*Section of GI Metabolic Surgery, Department of Surgery †Section of Laparoscopic and Bariatric Surgery, Weill Cornell Medical College New York-Presbyterian Hospital, New York, NY; and ‡Catholic University of Rome, Italy.
Ann Surg. 2014 Jan;259(1):117-22. doi: 10.1097/SLA.0b013e3182759656.
This study investigated the practical clinical consequences of offering surgery for metabolic disease and diabetes as opposed to weight loss.
The terms "metabolic" and "diabetes surgery" indicate a surgical approach whose primary intent is the control of metabolic alterations/hyperglycemia in contrast to "bariatric surgery," conceived as a mere weight-reduction therapy.
A "metabolic surgery" program distinct from the "bariatric surgery" program was recently established at a tertiary US academic medical center. The 2 programs differ in their stated goals but offer the same procedures and use identical eligibility criteria for patients with morbid obesity. Demographics, clinical characteristics, and 30-day postoperative morbidity and mortality were assessed from a prospective database of 200 consecutive patients who underwent surgery at these units.
Metabolic surgery patients were older (45.8±13.4 v 41.8±11.7, P<0.05), had a lower body mass index (42.4±7.1 vs 48.6±9.5 kg/m; P<0.01), and a higher prevalence of being of the male sex (42% vs 26%, P<0.05), having diabetes (62% vs 35%; P<0.01), hypertension (68% vs 52%; P<0.05), dyslipidemia (48% vs 31%; P<0.05), and cardiovascular disease (14% vs 5%; P<0.05). Diabetes was more severe among metabolic surgery patients (higher glycated hemoglobin levels; greater percentage of insulin use). There was no mortality, and there were no differences in perioperative complications.

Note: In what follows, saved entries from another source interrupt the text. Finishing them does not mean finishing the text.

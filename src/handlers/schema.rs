// Copyright 2024-2025 Felipe Torres González
//
//    Licensed under the Apache License, Version 2.0 (the "License");
//    you may not use this file except in compliance with the License.
//    You may obtain a copy of the License at
//
//        http://www.apache.org/licenses/LICENSE-2.0
//
//    Unless required by applicable law or agreed to in writing, software
//    distributed under the License is distributed on an "AS IS" BASIS,
//    WITHOUT WARRANTIES OR CONDITIONS OF ANY KIND, either express or implied.
//    See the License for the specific language governing permissions and
//    limitations under the License.

//! Main handler of the CampusBot.
//!
//! # Description
//!
//! The handler implemented herein shall be passed to the [teloxide::dispatching::Dispatcher::builder]
//! instance of the main application. Commands are served first, any other text message goes to the
//! router of the flows, and button presses go to the callback endpoint.

use crate::{Command, endpoints::*};
use teloxide::{dispatching::UpdateHandler, prelude::*};

/// Main handler of the CampusBot application.
pub fn schema() -> UpdateHandler<Box<dyn std::error::Error + Send + Sync + 'static>> {
    use dptree::case;

    let command_handler = teloxide::filter_command::<Command, _>()
        .branch(case![Command::Start].endpoint(start))
        .branch(case![Command::Help].endpoint(help));

    let message_handler = Update::filter_message()
        .branch(command_handler)
        .branch(dptree::endpoint(text));

    let query_handler = Update::filter_callback_query().endpoint(callback);

    dptree::entry()
        .branch(message_handler)
        .branch(query_handler)
}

Offering surgery to treat metabolic disease or diabetes rather than as a mere weight-reduction therapy changes demographical and clinical characteristics of surgical candidates. This has important and practical ramifications for clinical care and support consideration of metabolic/diabetes surgery as a novel practice distinct from traditional bariatric surgery.
本研究旨在探讨代谢病和糖尿病手术(与减重手术相对)与单纯减肥手术相比的实际临床后果。
“代谢”和“糖尿病手术”这两个术语表明,一种手术方法的主要目的是控制代谢改变/高血糖,而“减重手术”则被认为是一种单纯的减肥治疗方法。
最近,一家美国三级学术医疗中心建立了一个与“减重手术”项目不同的“代谢手术”项目。这两个项目在目标上有所不同,但为病态肥胖患者提供相同的手术,并使用相同的资格标准。从这两个单位 200 例连续手术患者的前瞻性数据库中评估了人口统计学、临床特征以及 30 天术后发病率和死亡率。
代谢手术组患者年龄更大(45.8±13.4 岁比 41.8±11.7 岁,P<0.05),体重指数更低(42.4±7.1 千克/平方米比 48.6±9.5 千克/平方米,P<0.01),男性比例更高(42%比 26%,P<0.05),糖尿病患病率更高(62%比 35%,P<0.01),高血压患病率更高(68%比 52%,P<0.05),血脂异常患病率更高(48%比 31%,P<0.05),心血管疾病患病率更高(14%比 5%,P<0.05)。代谢手术组患者的糖尿病更严重(糖化血红蛋白水平更高,胰岛素使用率更高)。无死亡病例,围手术期并发症无差异。
提供治疗代谢病或糖尿病的手术,而不是单纯的减肥治疗,会改变手术候选人的人口统计学和临床特征。这对临床护理具有重要的实际意义,并支持将代谢/糖尿病手术视为一种与传统减重手术不同的新型实践。